Dodge adds engines, equipment to Dart lineup
BY ANDY MIKONIS For Sun-Times Media December 14, 2012 12:54PM
2013 DODGE DART LIMITED
ENGINE: 160-horsepower 1.4-liter inline four-cylinder
TRANSMISSION: six-speed automatic
DRIVETRAIN: front-wheel drive
FUEL ECONOMY: 27 city/37 highway
BASE PRICE: $19,995, plus $795 destination
AS TESTED: $24,875, including destination
Updated: January 7, 2013 1:44PM
After the initial rollout of the all-new 2013 Dodge Dart, some additional engines and equipment joined the Dart lineup late last year.
My tester was a Dart Limited with the notable powertrain options of the 1.4-liter turbocharged engine and the dual dry clutch automatic transmission. Based on the Alfa Romeo Giulietta, the Dart has a sporty look for a four-door sedan. The front end is especially stylish with an aggressive air. The taillight treatment appears inspired by the Dodge Charger.
At first I thought the body looked thick in its rear haunches, though I came to appreciate the way it matched up to the body line that angles up the side. It also results in some added trunk volume. Attractive 17-inch alloy wheels and dual exhaust tips round out the sporty image.

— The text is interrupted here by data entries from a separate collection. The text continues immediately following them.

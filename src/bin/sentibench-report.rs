//! Computes metrics for one persisted run and logs them to the tracker.

use anyhow::Context;
use clap::Parser;

use sentibench::cli::{self, ReportArgs};
use sentibench::config::ReportConfig;
use sentibench::reporter;
use sentibench::tracker::MlflowTracker;

fn main() -> anyhow::Result<()> {
    cli::init_tracing();
    let args = ReportArgs::parse();
    let config = ReportConfig::load(Some(&args.config_path)).with_context(|| {
        format!(
            "failed to load configuration from {}",
            args.config_path.display()
        )
    })?;

    let dir = config.data.runs_root.join(&args.model_name_folder);
    let tracker = MlflowTracker::new(
        config.tracker.base_url.clone(),
        config.tracker.experiment.clone(),
    );
    reporter::report_run(&dir, &tracker)
        .with_context(|| format!("failed to report run {}", dir.display()))?;
    Ok(())
}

Built in Belvidere, the body feels solid with quality construction and a satisfying thunk when closing the door. Dodge points out that the seam between the roof and the side of the car is finished rather than covered by a rubber molding, which is indeed impressive for a car at this price point.
The interior felt roomy considering the conservative outer dimensions; the Environmental Protection Agency classifies the Dart as midsize. Dodge also provided a handy chart illustrating that the Dart has an edge in interior volume over its six major competitors.

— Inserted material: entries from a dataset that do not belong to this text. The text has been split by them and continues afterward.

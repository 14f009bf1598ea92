//! Blocking HTTP front end.
//!
//! A parallel entry point to the batch harness: the same inference and
//! normalisation path, exposed as a JSON API and a small HTML form, with
//! no persistence. Requests are handled synchronously; the only shared
//! state is the read-only batcher built once at startup.

use rouille::{Request, Response};
use serde::Deserialize;
use serde_json::json;
use tracing::{error, info};

use crate::api::{ReviewInput, Sentiment};
use crate::batch::Batcher;
use crate::providers::DynClassifier;

#[derive(Deserialize)]
struct PredictBody {
    review: Option<ReviewInput>,
}

/// The front-end application: routing plus the shared batcher.
pub struct App {
    batcher: Batcher<Box<DynClassifier>>,
}

impl App {
    #[must_use]
    pub fn new(batcher: Batcher<Box<DynClassifier>>) -> Self {
        Self { batcher }
    }

    /// Route one request.
    #[must_use]
    pub fn handle(&self, request: &Request) -> Response {
        match (request.method(), request.url().as_str()) {
            ("GET", "/") => Response::html(render_form(None)),
            ("POST", "/predict") => self.predict(request),
            _ => Response::empty_404(),
        }
    }

    fn predict(&self, request: &Request) -> Response {
        if is_json(request) {
            self.predict_json(request)
        } else {
            self.predict_form(request)
        }
    }

    /// JSON API path: always answers with an array of labels, even for a
    /// single review.
    fn predict_json(&self, request: &Request) -> Response {
        let Ok(body) = rouille::input::json_input::<PredictBody>(request) else {
            return missing_review();
        };
        let Some(input) = body.review else {
            return missing_review();
        };
        if input.is_blank() {
            return missing_review();
        }
        match self.labels(&input) {
            Ok(labels) => Response::json(&labels),
            Err(response) => response,
        }
    }

    /// Form path: renders the labels back into the page, collapsing a
    /// single review to a bare label for display.
    fn predict_form(&self, request: &Request) -> Response {
        let Ok(fields) = rouille::input::post::raw_urlencoded_post_input(request) else {
            return missing_review();
        };
        let Some((_, value)) = fields.into_iter().find(|(key, _)| key == "review") else {
            return missing_review();
        };
        let input = match parse_form_review(&value) {
            Ok(input) => input,
            Err(response) => return response,
        };
        if input.is_blank() {
            return missing_review();
        }
        match self.labels(&input) {
            Ok(labels) => {
                let display = if labels.len() == 1 {
                    labels[0].to_string()
                } else {
                    let joined: Vec<&str> = labels.iter().map(|l| l.as_str()).collect();
                    format!("[{}]", joined.join(", "))
                };
                Response::html(render_form(Some((&value, &display))))
            }
            Err(response) => response,
        }
    }

    fn labels(&self, input: &ReviewInput) -> Result<Vec<Sentiment>, Response> {
        match self.batcher.predict(input) {
            Ok(predictions) => {
                info!(reviews = predictions.len(), "served prediction");
                Ok(predictions.into_iter().map(|p| p.label).collect())
            }
            Err(err) => {
                error!(index = err.index(), %err, "inference failed");
                Err(Response::json(&json!({ "error": err.to_string() })).with_status_code(502))
            }
        }
    }
}

/// A form value starting with `[` must be a JSON array of strings; any
/// other value is a single review. The rule is declared, not guessed: an
/// invalid array is a client error, never silently treated as plain text.
fn parse_form_review(value: &str) -> Result<ReviewInput, Response> {
    if value.trim_start().starts_with('[') {
        match serde_json::from_str::<Vec<String>>(value) {
            Ok(reviews) => Ok(ReviewInput::Many(reviews)),
            Err(_) => Err(Response::json(
                &json!({ "error": "review list must be a JSON array of strings" }),
            )
            .with_status_code(400)),
        }
    } else {
        Ok(ReviewInput::One(value.to_owned()))
    }
}

fn is_json(request: &Request) -> bool {
    request
        .header("Content-Type")
        .is_some_and(|value| value.starts_with("application/json"))
}

fn missing_review() -> Response {
    Response::json(&json!({ "error": "Missing review" })).with_status_code(400)
}

fn render_form(result: Option<(&str, &str)>) -> String {
    let echo = result.map_or(String::new(), |(review, sentiment)| {
        format!(
            "\n    <h4>{}: {}</h4>",
            escape_html(review),
            escape_html(sentiment)
        )
    });
    format!(
        "<!DOCTYPE html>\n<html>\n<head>\n    <title>Sentiment App</title>\n</head>\n<body>\n    <h2>Sentiment App</h2>\n    <h3>Enter a review</h3>\n    <form method=\"POST\" action=\"/predict\">\n        <input type=\"text\" name=\"review\" required>\n        <button type=\"submit\">Sentiment</button>\n    </form>{echo}\n</body>\n</html>\n"
    )
}

fn escape_html(text: &str) -> String {
    text.chars()
        .map(|c| match c {
            '&' => "&amp;".to_owned(),
            '<' => "&lt;".to_owned(),
            '>' => "&gt;".to_owned(),
            '"' => "&quot;".to_owned(),
            '\'' => "&#39;".to_owned(),
            other => other.to_string(),
        })
        .collect()
}

/// Serve forever on `addr`.
///
/// # Panics
///
/// Panics if the address cannot be bound.
pub fn run(addr: &str, app: App) -> ! {
    info!(addr, "listening");
    rouille::start_server(addr, move |request| app.handle(request))
}

#[cfg(test)]
mod tests {
    use super::*;

    #[test]
    fn escapes_markup() {
        assert_eq!(escape_html("<b>&"), "&lt;b&gt;&amp;");
    }

    #[test]
    fn form_value_without_bracket_is_a_single_review() {
        let input = parse_form_review("I loved it").unwrap_or_else(|_| panic!("parse form value"));
        assert_eq!(input, ReviewInput::One("I loved it".into()));
    }

    #[test]
    fn form_value_with_bracket_must_be_a_json_array() {
        let input =
            parse_form_review(r#"["a", "b"]"#).unwrap_or_else(|_| panic!("parse form value"));
        assert_eq!(input.items().len(), 2);

        let err = parse_form_review("[not json");
        assert!(err.is_err());
    }
}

Interior design is attractive as well as functional. The instrument panel has a nicely crafted row of stitching across the top. Seats done in premium cloth were comfortable. Design touches like the shape of the dome lights echoing the air vents add interest. A hidden storage compartment under the passenger seat cushion was a rewarding discovery, and easy-to-fold rear seat backs increase carrying capacity. There is also a smaller pass-through for the stray longer item.
Out on the road the Dart makes the most of its European roots with sharp steering and crisp handling. Suspension tuning levels out average bumps well. Larger ones will get it out of sorts like most any car of its size. The brake pedal was rock hard, just the way I like it. This will sound like hyperbole, but I drove the Dart to Autobahn Country Club in Joliet to take a few laps in a Lamborghini; when I got back in the Dart I almost put myself through the windshield on the first stop.
While not an Italian track star of the same caliber, the 1.4-liter turbo engine makes the Dart an athletic performer on public roads. With the MultiAir system, active control of the intake valves is achieved through trick electrohydraulic actuators. MultiAir first debuted on the U.S. spec Fiat 500. Torque steer and wheel spin on wet roads was minimal.
Even though the 259 miles I drove the Dart included a 100-mile urban highway round trip, it still averaged below its city rating at 23.9 mpg. I have high hopes for the technologies being employed, but unless you are an early adopter type, I’m not sure I’d pay the freight for it just yet.
Add the technology group and navigation system and suddenly you have a loaded Dart at 50 percent more than the base level Dart’s starting price. Those tech options have some hits and misses, so choose them carefully.
The rear cross path detection was quite adept at picking out pedestrians, bicycles and dogs as well as cars. However, I just hate the cartoony maps of the Garmin navigation system, but to be fair, route guidance is fine. It was hard not to like the Dart at this equipment level, and though I have not spent much time with the base version, my experience bodes well for the rest of the lineup.